Number one, he says John Howard gutted education to keep the masses stupid, and two, the left have been overtaken by fruitless intersectionality focusing on women’s rights and the experiences of immigrants and Aboriginal people.
“Like, don’t get me wrong. I’m a big supporter of no flags, no borders, et cetera et cetera… But right now. In this country…. The rates of land clearing is catastrophic”
“It’s got to get to the point where we are going to need skim over the issues of these so called minorities and focus on the immediate threats to our environment”
“Like, we can get back to all that stuff, but I’m sick of having to play identity politics while the reliability of wind power continues to be ignored”
Richie, who volunteers for the Greens outside of his casually contracted job creating memes for GetUp says that he could never tell his colleagues what he really thinks about the result of the 2017 gay marriage plebiscite and the subsequent re-election of the Liberal Party in New South Wales.
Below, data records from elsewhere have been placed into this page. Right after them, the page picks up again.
use {
  crate::decode::null_as_default,
  alloc::{string::String, vec::Vec},
  serde::{Deserialize, Serialize},
};

/// Spot price of an asset as known to the simulation provider
/// at the time of simulation.
#[derive(Debug, Clone, Default, PartialEq, Eq, Serialize, Deserialize)]
#[serde(rename_all = "camelCase", default)]
pub struct AssetPrice {
  #[serde(deserialize_with = "null_as_default")]
  pub source: String,
  #[serde(deserialize_with = "null_as_default")]
  pub last_updated_at: String,
  #[serde(deserialize_with = "null_as_default")]
  pub dollar_value_per_token: String,
}

/// Fungible token description attached to ERC20 and native
/// asset transfers and approvals.
#[derive(Debug, Clone, Default, PartialEq, Eq, Serialize, Deserialize)]
#[serde(rename_all = "camelCase", default)]
pub struct Asset {
  #[serde(deserialize_with = "null_as_default")]
  pub address: String,
  #[serde(deserialize_with = "null_as_default")]
  pub symbol: String,
  #[serde(deserialize_with = "null_as_default")]
  pub name: String,
  #[serde(deserialize_with = "null_as_default")]
  pub decimals: u32,
  #[serde(deserialize_with = "null_as_default")]
  pub verified: bool,

  /// Token lists that include this asset, e.g. "COINGECKO", "UNISWAP".
  #[serde(deserialize_with = "null_as_default")]
  pub lists: Vec<String>,
  pub image_url: Option<String>,
  pub price: Option<AssetPrice>,
}

#[derive(Debug, Clone, Default, PartialEq, Eq, Serialize, Deserialize)]
#[serde(rename_all = "camelCase", default)]
pub struct NftMetadata {
  #[serde(deserialize_with = "null_as_default")]
  pub raw_image_url: String,
}
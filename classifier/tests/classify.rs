use {
  common::fixtures,
  num_bigint::BigInt,
  txsim_classifier::{
    classify,
    Category,
    ChangeView,
    Describe,
    TransferDirection,
  },
  txsim_primitives::{
    AmountChange,
    Erc20ApprovalData,
    Erc20TransferData,
    EvmChange,
    EvmStateChange,
  },
};

mod common;

#[test]
fn swap_eth_for_dai() -> anyhow::Result<()> {
  let response = common::evm(fixtures::SWAP_ETH_FOR_DAI)?;
  let grouped = classify(response.expected_state_changes());

  // the ETH leg is tagged NATIVE_ASSET_TRANSFER but carries an
  // erc20 payload, the payload decides.
  assert_eq!(grouped.transfers.len(), 2);
  assert!(grouped.approvals.is_empty());
  assert!(!grouped.has_multiple_categories());
  assert_eq!(
    grouped.transfers[0].human_readable_diff,
    "Receive 1530.81307 DAI"
  );
  assert_eq!(grouped.transfers[1].human_readable_diff, "Send 1 ETH");
  Ok(())
}

#[test]
fn erc20_approval_only() -> anyhow::Result<()> {
  let response = common::evm(fixtures::ERC20_APPROVAL)?;
  let grouped = classify(response.expected_state_changes());

  assert!(grouped.transfers.is_empty());
  assert_eq!(grouped.approvals.len(), 1);
  assert!(matches!(
    grouped.approvals[0].change,
    EvmChange::Erc20Approval(_)
  ));
  Ok(())
}

#[test]
fn approvals_for_all_are_approvals() -> anyhow::Result<()> {
  for fixture in [
    fixtures::ERC721_APPROVE_FOR_ALL,
    fixtures::ERC1155_APPROVE_FOR_ALL,
  ] {
    let grouped = classify(common::evm(fixture)?.expected_state_changes());
    assert!(grouped.transfers.is_empty());
    assert_eq!(grouped.approvals.len(), 1);
    assert!(grouped.stake_authority_changes.is_empty());
  }
  Ok(())
}

#[test]
fn mixed_response_keeps_order_and_drops_unknown() -> anyhow::Result<()> {
  let response = common::evm(fixtures::MIXED_EVM)?;
  let input = response.expected_state_changes();
  let grouped = classify(input);

  fn diffs(changes: &[EvmStateChange]) -> Vec<&str> {
    changes
      .iter()
      .map(|c| c.human_readable_diff.as_str())
      .collect()
  }

  assert_eq!(diffs(&grouped.transfers), [
    "Send 14.4539 LINK",
    "Receive 14.4539 LINK",
    "Send Invisible Friends #4",
    "Send INVSBLE #4",
    "Send 1 ETH",
  ]);
  assert_eq!(diffs(&grouped.approvals), [
    "Approve 10 LINK",
    "Approve MoonCats #2585"
  ]);
  assert!(grouped.stake_authority_changes.is_empty());

  // the ERC4626 deposit is not known and is dropped
  assert_eq!(input.len(), 8);
  assert_eq!(grouped.len(), 7);
  assert!(grouped.has_multiple_categories());

  // every classified record is one of the inputs, unmodified
  for category in [Category::Transfer, Category::Approval] {
    for change in grouped.bucket(category) {
      assert!(input.contains(change));
    }
  }
  Ok(())
}

#[test]
fn null_display_fields_do_not_drop_records() -> anyhow::Result<()> {
  let response = common::evm(fixtures::NULL_FIELDS)?;
  let input = response.expected_state_changes();
  assert_eq!(input.len(), 3);

  let grouped = classify(input);
  assert_eq!(grouped.transfers.len(), 3);
  assert!(grouped.approvals.is_empty());

  match &grouped.transfers[1].change {
    EvmChange::Erc721Transfer(d) => {
      assert_eq!(d.name, "");
      assert_eq!(d.symbol, "");
      assert_eq!(d.contract.kind, "");
      assert_eq!(d.token_id.as_deref(), Some("7238"));
    }
    other => panic!("unexpected {other:?}"),
  }
  match &grouped.transfers[2].change {
    EvmChange::Erc20Transfer(d) => {
      assert_eq!(d.asset.decimals, 0);
      assert!(!d.asset.verified);
      assert!(d.asset.lists.is_empty());
    }
    other => panic!("unexpected {other:?}"),
  }
  Ok(())
}

#[test]
fn solana_buckets() -> anyhow::Result<()> {
  let grouped = classify(
    common::svm(fixtures::STAKE_AUTHORITY_CHANGE)?.expected_state_changes(),
  );
  assert_eq!(grouped.stake_authority_changes.len(), 1);
  assert_eq!(grouped.transfers.len(), 1);
  assert!(grouped.approvals.is_empty());

  let grouped =
    classify(common::svm(fixtures::SPL_NFT_SEND)?.expected_state_changes());
  assert_eq!(grouped.transfers.len(), 2);
  assert_eq!(grouped.approvals.len(), 1);
  assert_eq!(grouped.categories().collect::<Vec<_>>(), [
    Category::Transfer,
    Category::Approval
  ]);
  Ok(())
}

#[test]
fn transfer_and_approval_end_to_end() -> anyhow::Result<()> {
  let changes = vec![
    EvmStateChange::new(
      "Send 50 TKN",
      EvmChange::Erc20Transfer(Erc20TransferData {
        amount: AmountChange::new("100", "50"),
        ..Default::default()
      }),
    ),
    EvmStateChange::new(
      "Approve 1000 TKN",
      EvmChange::Erc20Approval(Erc20ApprovalData {
        amount: AmountChange::new("0", "1000"),
        ..Default::default()
      }),
    ),
  ];

  let grouped = classify(&changes);
  assert_eq!(grouped.transfers.len(), 1);
  assert_eq!(grouped.approvals.len(), 1);

  let transfer = &grouped.transfers[0];
  match &transfer.change {
    EvmChange::Erc20Transfer(d) => {
      assert_eq!(d.amount.delta()?, BigInt::from(-50));
    }
    other => panic!("unexpected {other:?}"),
  }

  match transfer.describe()? {
    Some(ChangeView::Transfer(view)) => {
      assert_eq!(view.direction, TransferDirection::Send);
      assert_eq!(view.amount, "50");
    }
    other => panic!("unexpected {other:?}"),
  }
  Ok(())
}
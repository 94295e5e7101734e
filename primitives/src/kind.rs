use {
  alloc::string::{String, ToString},
  core::{
    convert::Infallible,
    fmt::{Display, Formatter},
    str::FromStr,
  },
  serde::{Deserialize, Serialize},
};

/// The `kind` tag attached by the simulation provider to every
/// state change record.
///
/// The tag is advisory only. Providers have been observed sending
/// empty or stale tags, so the populated payload field is what
/// decides how a record is interpreted. Literals that are not part
/// of the known enumeration are preserved verbatim in `Unknown`.
#[derive(Debug, Clone, PartialEq, Eq, Hash, Serialize, Deserialize)]
#[serde(from = "String", into = "String")]
pub enum ChangeKind {
  Erc20Transfer,
  Erc721Transfer,
  Erc1155Transfer,
  NativeAssetTransfer,
  Erc20Approval,
  Erc721Approval,
  Erc721ApprovalForAll,
  Erc1155ApprovalForAll,
  SolTransfer,
  SplTransfer,
  SplApproval,
  SolStakeAuthorityChange,
  Unknown(String),
}

impl ChangeKind {
  pub fn as_str(&self) -> &str {
    match self {
      Self::Erc20Transfer => "ERC20_TRANSFER",
      Self::Erc721Transfer => "ERC721_TRANSFER",
      Self::Erc1155Transfer => "ERC1155_TRANSFER",
      Self::NativeAssetTransfer => "NATIVE_ASSET_TRANSFER",
      Self::Erc20Approval => "ERC20_APPROVAL",
      Self::Erc721Approval => "ERC721_APPROVAL",
      Self::Erc721ApprovalForAll => "ERC721_APPROVAL_FOR_ALL",
      Self::Erc1155ApprovalForAll => "ERC1155_APPROVAL_FOR_ALL",
      Self::SolTransfer => "SOL_TRANSFER",
      Self::SplTransfer => "SPL_TRANSFER",
      Self::SplApproval => "SPL_APPROVAL",
      Self::SolStakeAuthorityChange => "SOL_STAKE_AUTHORITY_CHANGE",
      Self::Unknown(literal) => literal,
    }
  }

  pub fn is_known(&self) -> bool {
    !matches!(self, Self::Unknown(_))
  }
}

impl Default for ChangeKind {
  fn default() -> Self {
    Self::Unknown(String::new())
  }
}

impl FromStr for ChangeKind {
  type Err = Infallible;

  fn from_str(s: &str) -> Result<Self, Self::Err> {
    Ok(match s {
      "ERC20_TRANSFER" => Self::Erc20Transfer,
      "ERC721_TRANSFER" => Self::Erc721Transfer,
      "ERC1155_TRANSFER" => Self::Erc1155Transfer,
      "NATIVE_ASSET_TRANSFER" => Self::NativeAssetTransfer,
      "ERC20_APPROVAL" => Self::Erc20Approval,
      "ERC721_APPROVAL" => Self::Erc721Approval,
      "ERC721_APPROVAL_FOR_ALL" => Self::Erc721ApprovalForAll,
      "ERC1155_APPROVAL_FOR_ALL" => Self::Erc1155ApprovalForAll,
      "SOL_TRANSFER" => Self::SolTransfer,
      "SPL_TRANSFER" => Self::SplTransfer,
      "SPL_APPROVAL" => Self::SplApproval,
      "SOL_STAKE_AUTHORITY_CHANGE" => Self::SolStakeAuthorityChange,
      other => Self::Unknown(other.to_string()),
    })
  }
}

impl From<String> for ChangeKind {
  fn from(value: String) -> Self {
    match value.parse() {
      Ok(kind) => kind,
      Err(never) => match never {},
    }
  }
}

impl From<ChangeKind> for String {
  fn from(kind: ChangeKind) -> Self {
    match kind {
      ChangeKind::Unknown(literal) => literal,
      known => known.as_str().to_string(),
    }
  }
}

impl Display for ChangeKind {
  fn fmt(&self, f: &mut Formatter<'_>) -> core::fmt::Result {
    f.write_str(self.as_str())
  }
}

#[cfg(test)]
mod tests {
  use super::ChangeKind;

  #[test]
  fn tags_are_case_sensitive() {
    assert_eq!(
      "ERC20_TRANSFER".parse::<ChangeKind>().unwrap(),
      ChangeKind::Erc20Transfer
    );
    assert_eq!(
      "erc20_transfer".parse::<ChangeKind>().unwrap(),
      ChangeKind::Unknown("erc20_transfer".into())
    );
  }

  #[test]
  fn unknown_literals_survive_serde() -> anyhow::Result<()> {
    let kind: ChangeKind =
      serde_json::from_str("\"SOL_ACCOUNT_OWNER_CHANGE\"")?;
    assert!(!kind.is_known());
    assert_eq!(serde_json::to_string(&kind)?, "\"SOL_ACCOUNT_OWNER_CHANGE\"");

    let empty: ChangeKind = serde_json::from_str("\"\"")?;
    assert_eq!(empty, ChangeKind::default());
    Ok(())
  }
}
extern crate alloc;

mod address;
mod amount;
mod asset;
mod decode;
mod evm;
mod kind;
mod response;
mod svm;

pub use {
  address::{
    is_native_asset_address,
    AddressRef,
    Error as AddressError,
    EvmAddress,
    SolanaAddress,
    NATIVE_ASSET_CONTRACT_ADDRESS,
  },
  amount::{
    Amount,
    AmountChange,
    DiffSign,
    Error as AmountError,
    SignedDiff,
    UNLIMITED_ALLOWANCE,
  },
  asset::{Asset, AssetPrice, NftMetadata},
  decode::{Decode, Error as DecodeError, RawInfo, RawStateChange},
  evm::{
    Erc1155ApprovalForAllData,
    Erc1155TransferData,
    Erc20ApprovalData,
    Erc20TransferData,
    Erc721ApprovalData,
    Erc721ApprovalForAllData,
    Erc721TransferData,
    EvmChange,
    EvmStateChange,
    EvmStateChangeData,
    NativeAssetTransferData,
    RawEvmStateChange,
  },
  kind::ChangeKind,
  response::{
    Action,
    EvmSimulationResponse,
    Severity,
    SimulationError,
    SimulationResponse,
    SimulationResult,
    SvmSimulationResponse,
    Warning,
  },
  svm::{
    RawSvmStateChange,
    SolStakeAuthorityChangeData,
    SolTransferData,
    SplApprovalData,
    SplTransferData,
    StakeAuthorities,
    SvmChange,
    SvmStateChange,
    SvmStateChangeData,
  },
};
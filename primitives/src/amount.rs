use {
  crate::decode::null_as_default,
  alloc::string::{String, ToString},
  core::fmt::{Debug, Display, Formatter},
  num_bigint::{BigInt, BigUint},
  once_cell::sync::Lazy,
  serde::{Deserialize, Serialize},
  thiserror::Error,
};

/// Approval amounts greater or equal to this value are reported by
/// the simulation provider when a spender is allowed to move an
/// unbounded quantity of an asset.
pub const UNLIMITED_ALLOWANCE: &str =
  "1157920892373161954235709850086879078532699846656405640394";

static UNLIMITED_ALLOWANCE_VALUE: Lazy<BigUint> = Lazy::new(|| {
  BigUint::parse_bytes(UNLIMITED_ALLOWANCE.as_bytes(), 10).unwrap_or_default()
});

#[derive(Debug, Clone, PartialEq, Eq, Error)]
pub enum Error {
  #[error("Amount is empty")]
  Empty,

  #[error("Amount '{0}' is not a non-negative decimal integer")]
  NotAnInteger(String),
}

/// An arbitrary precision, non-negative integer amount expressed in
/// the smallest unit of an asset (no decimals applied), exactly as it
/// appears on the wire.
///
/// The string form is kept as-is so that records round-trip unmodified,
/// parsing happens lazily when a value is needed.
#[derive(Clone, Default, PartialEq, Eq, Hash, Serialize, Deserialize)]
#[serde(transparent)]
pub struct Amount(String);

impl Amount {
  pub fn new(value: impl Into<String>) -> Self {
    Self(value.into())
  }

  pub fn as_str(&self) -> &str {
    &self.0
  }

  pub fn value(&self) -> Result<BigUint, Error> {
    let trimmed = self.0.trim();
    if trimmed.is_empty() {
      return Err(Error::Empty);
    }
    if !trimmed.bytes().all(|b| b.is_ascii_digit()) {
      return Err(Error::NotAnInteger(self.0.clone()));
    }
    trimmed
      .parse()
      .map_err(|_| Error::NotAnInteger(self.0.clone()))
  }

  /// True when this amount is at or above the provider's
  /// unlimited allowance sentinel.
  pub fn is_unlimited(&self) -> Result<bool, Error> {
    Ok(self.value()? >= *UNLIMITED_ALLOWANCE_VALUE)
  }
}

impl Debug for Amount {
  fn fmt(&self, f: &mut Formatter<'_>) -> core::fmt::Result {
    write!(f, "amount({})", self.0)
  }
}

impl Display for Amount {
  fn fmt(&self, f: &mut Formatter<'_>) -> core::fmt::Result {
    f.write_str(&self.0)
  }
}

impl From<&str> for Amount {
  fn from(value: &str) -> Self {
    Self(value.to_string())
  }
}

impl From<u64> for Amount {
  fn from(value: u64) -> Self {
    Self(value.to_string())
  }
}

/// Balance or allowance of an account before and after the simulated
/// transaction is executed.
#[derive(Debug, Clone, Default, PartialEq, Eq, Serialize, Deserialize)]
#[serde(default)]
pub struct AmountChange {
  #[serde(deserialize_with = "null_as_default")]
  pub before: Amount,
  #[serde(deserialize_with = "null_as_default")]
  pub after: Amount,
}

impl AmountChange {
  pub fn new(before: impl Into<Amount>, after: impl Into<Amount>) -> Self {
    Self {
      before: before.into(),
      after: after.into(),
    }
  }

  /// `after - before`, negative values mean that the account
  /// is losing funds.
  pub fn delta(&self) -> Result<BigInt, Error> {
    let before = BigInt::from(self.before.value()?);
    let after = BigInt::from(self.after.value()?);
    Ok(after - before)
  }

  pub fn validate(&self) -> Result<(), Error> {
    self.before.value()?;
    self.after.value()?;
    Ok(())
  }
}

/// Direction of a signed diff as reported for Solana ledgers.
///
/// Anything that does not spell "minus" (in any letter case) is
/// treated as an increase.
#[derive(
  Debug, Clone, Copy, Default, PartialEq, Eq, Hash, Serialize, Deserialize,
)]
#[serde(from = "String", into = "String")]
pub enum DiffSign {
  #[default]
  Plus,
  Minus,
}

impl From<String> for DiffSign {
  fn from(value: String) -> Self {
    match value.to_lowercase().as_str() {
      "minus" => Self::Minus,
      _ => Self::Plus,
    }
  }
}

impl From<DiffSign> for String {
  fn from(sign: DiffSign) -> Self {
    match sign {
      DiffSign::Plus => "PLUS".into(),
      DiffSign::Minus => "MINUS".into(),
    }
  }
}

/// Magnitude and direction of a balance change in the smallest
/// unit of an asset.
#[derive(Debug, Clone, Copy, Default, PartialEq, Eq, Serialize, Deserialize)]
#[serde(default)]
pub struct SignedDiff {
  #[serde(deserialize_with = "null_as_default")]
  pub sign: DiffSign,
  #[serde(deserialize_with = "null_as_default")]
  pub digits: u64,
}

impl SignedDiff {
  pub fn plus(digits: u64) -> Self {
    Self {
      sign: DiffSign::Plus,
      digits,
    }
  }

  pub fn minus(digits: u64) -> Self {
    Self {
      sign: DiffSign::Minus,
      digits,
    }
  }

  pub fn is_decrease(&self) -> bool {
    self.sign == DiffSign::Minus
  }

  pub fn value(&self) -> BigInt {
    match self.sign {
      DiffSign::Plus => BigInt::from(self.digits),
      DiffSign::Minus => -BigInt::from(self.digits),
    }
  }
}
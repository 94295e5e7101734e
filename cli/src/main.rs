use {
  crate::{
    cli::{Chain, CliOptions, Format},
    report::Report,
  },
  clap::Parser,
  serde::de::DeserializeOwned,
  tracing::{debug, info},
  tracing_subscriber::{EnvFilter, FmtSubscriber},
  txsim_classifier::{
    classify,
    classify_strict,
    Categorize,
    Describe,
    Validate,
  },
  txsim_primitives::{
    Decode,
    RawEvmStateChange,
    RawSvmStateChange,
    SimulationResponse,
  },
};

mod cli;
mod report;

/// Parses a simulation response and classifies its state changes.
///
/// In strict mode the first malformed record fails the whole run,
/// otherwise malformed records are left out of the report.
fn run<R>(input: &str, strict: bool) -> anyhow::Result<Report>
where
  R: Decode + DeserializeOwned + Clone,
  R::Output: Categorize + Describe + Validate + Clone,
{
  let raw: SimulationResponse<R> = serde_json::from_str(input)?;
  let total = raw.expected_state_changes().len();

  let grouped = if strict {
    Some(classify_strict(raw.expected_state_changes().to_vec())?)
  } else {
    None
  };

  let response = raw.map(R::decode);
  let grouped =
    grouped.unwrap_or_else(|| classify(response.expected_state_changes()));
  info!(
    "classified {} of {total} state changes ({} transfers, {} approvals, {} \
     stake authority changes)",
    grouped.len(),
    grouped.transfers.len(),
    grouped.approvals.len(),
    grouped.stake_authority_changes.len()
  );

  Ok(Report::new(&response, &grouped))
}

fn main() -> anyhow::Result<()> {
  tracing::subscriber::set_global_default(
    FmtSubscriber::builder()
      .with_env_filter(EnvFilter::from_default_env())
      .with_writer(std::io::stderr)
      .finish(),
  )?;

  let opts = CliOptions::parse();
  debug!("options: {opts:?}");

  let input = opts.read_input()?;
  let report = match opts.chain {
    Chain::Evm => run::<RawEvmStateChange>(&input, opts.strict)?,
    Chain::Svm => run::<RawSvmStateChange>(&input, opts.strict)?,
  };

  match opts.format {
    Format::Text => print!("{report}"),
    Format::Json => println!("{}", serde_json::to_string_pretty(&report)?),
  }
  Ok(())
}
“I know it’s like bad to say this but the reason immigrants and poor people, and like bogan farmers, vote conservatively… it’s because they aren’t really that well educated unfortunately”
Richie believes that when we can raise education standards in this country to the point where every man and woman have a similar quality of schooling as he and his mates did at Melbourne’s Xavier college, then no one will ever vote Liberal again.
But for now, he’s gotta wade through the murky waters of equality and affirmative action in order to save the world.
“Don’t get me started on the ALLEGED examples of sexism I’ve been accused of in my office. Talk about a speed bump in my career”
Richie says that while the #MeToo movement is very important for holding AFL stars and b-list actors accountable for their treatment of women, he never thought it would get to the point where he was unable to talk over people at dinner parties.
“Elon never got to where he was by having to worry about unfair power balances in the workplace” says Richie.